Keyless tech contributes
One car stolen every six minutes as claims hit record
A new vehicle theft claim is now being made every six minutes, says the Association of British Insurers.The figures reflect rising vehicle crime, with Home Office figures recording a 50% rise in vehicle thefts over the last five years.
ABI’s motor claims 2018 report published today shows that:
- The cost of vehicle thefts (including from a vehicle), at £376 million, rose by 29% on 2017, to a record annual high. This equates to just over £1 million being paid every day. The number of claims, at 56,000, rose 12% on 2017, with a new theft claim being made every six minutes.
- The cost of all motor claims paid, including property damage, personal injury and theft was over £8.6 billion. This works out at £16,000 every single minute. This was up by nearly half a billion pounds on 2017 to a record annual high. The average overall claim was £3,082.
- £4.8 billion was paid out in vehicle repairs – repairing the policyholder’s vehicle or that of a third party and providing a replacement vehicle. The increasing sophistication of vehicles and a weaker pound contributed to more expensive vehicle repairs.
Laurenz Gerger, ABI’s motor policy adviser said: “The resurgence in car crime is worrying. The record amounts paid to motorists by their insurers in part reflects the vulnerability of some cars to keyless relay theft. Action by motor manufacturers to tackle this high-tech vulnerability, allied with owners taking some simple, inexpensive precautions will help reverse this unwelcome trend.
“Despite rising vehicle crime, UK motorists continue to get the most from a very competitive motor insurance market, which saw the average premium fall in 2018, the first annual decrease since 2014. But with cost pressures around theft and repairs remaining, implementing the Civil Liability Act is crucial to delivering a fairer compensation system for claimants and reducing high legal costs, to help ensure competitively priced motor insurance.”

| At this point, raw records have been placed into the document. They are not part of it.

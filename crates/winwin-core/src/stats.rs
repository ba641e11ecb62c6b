// Small numeric helpers shared across the analysis stages.

/// Round to one decimal place (half away from zero).
pub fn round_tenth(x: f64) -> f64 {
    (x * 10.0).round() / 10.0
}

/// Median of `values`; the mean of the two middle values for an even count.
/// Returns 0.0 for an empty slice.
pub fn median(values: &[f64]) -> f64 {
    if values.is_empty() {
        return 0.0;
    }
    let mut sorted = values.to_vec();
    sorted.sort_by(|a, b| a.partial_cmp(b).unwrap_or(std::cmp::Ordering::Equal));
    let mid = sorted.len() / 2;
    if sorted.len() % 2 == 0 {
        (sorted[mid - 1] + sorted[mid]) / 2.0
    } else {
        sorted[mid]
    }
}

#[cfg(test)]
mod tests {
    use super::*;

    #[test]
    fn median_odd_count() {
        assert_eq!(median(&[35.0, 40.0, 45.0]), 40.0);
        assert_eq!(median(&[45.0, 35.0, 40.0]), 40.0);
    }

    #[test]
    fn median_even_count_averages_middle_pair() {
        assert_eq!(median(&[10.0, 40.0, 20.0, 30.0]), 25.0);
        assert_eq!(median(&[1.0, 2.0]), 1.5);
    }

    #[test]
    fn median_edge_cases() {
        assert_eq!(median(&[]), 0.0);
        assert_eq!(median(&[7.5]), 7.5);
    }

    #[test]
    fn round_tenth_behaviour() {
        assert_eq!(round_tenth(55.56), 55.6);
        assert_eq!(round_tenth(-2.04), -2.0);
        assert_eq!(round_tenth(3.0), 3.0);
    }
}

Keyless car theft explained
Passive keyless entry systems, which allow drivers to open and start their cars without removing the key fob from their pocket, can be exploited using a technique called the ‘Relay Attack.’ Usually operating in pairs, one criminal will hold a device up against the car, to capture the signal it sends out to the key.
It then ‘boosts’ this signal to another device by the front wall of the house, which relays the signal to the key inside. This fools the car and key into thinking they are within the 2m range of operation, allowing the car to be unlocked and started. Once started the engine will not restart without the key present.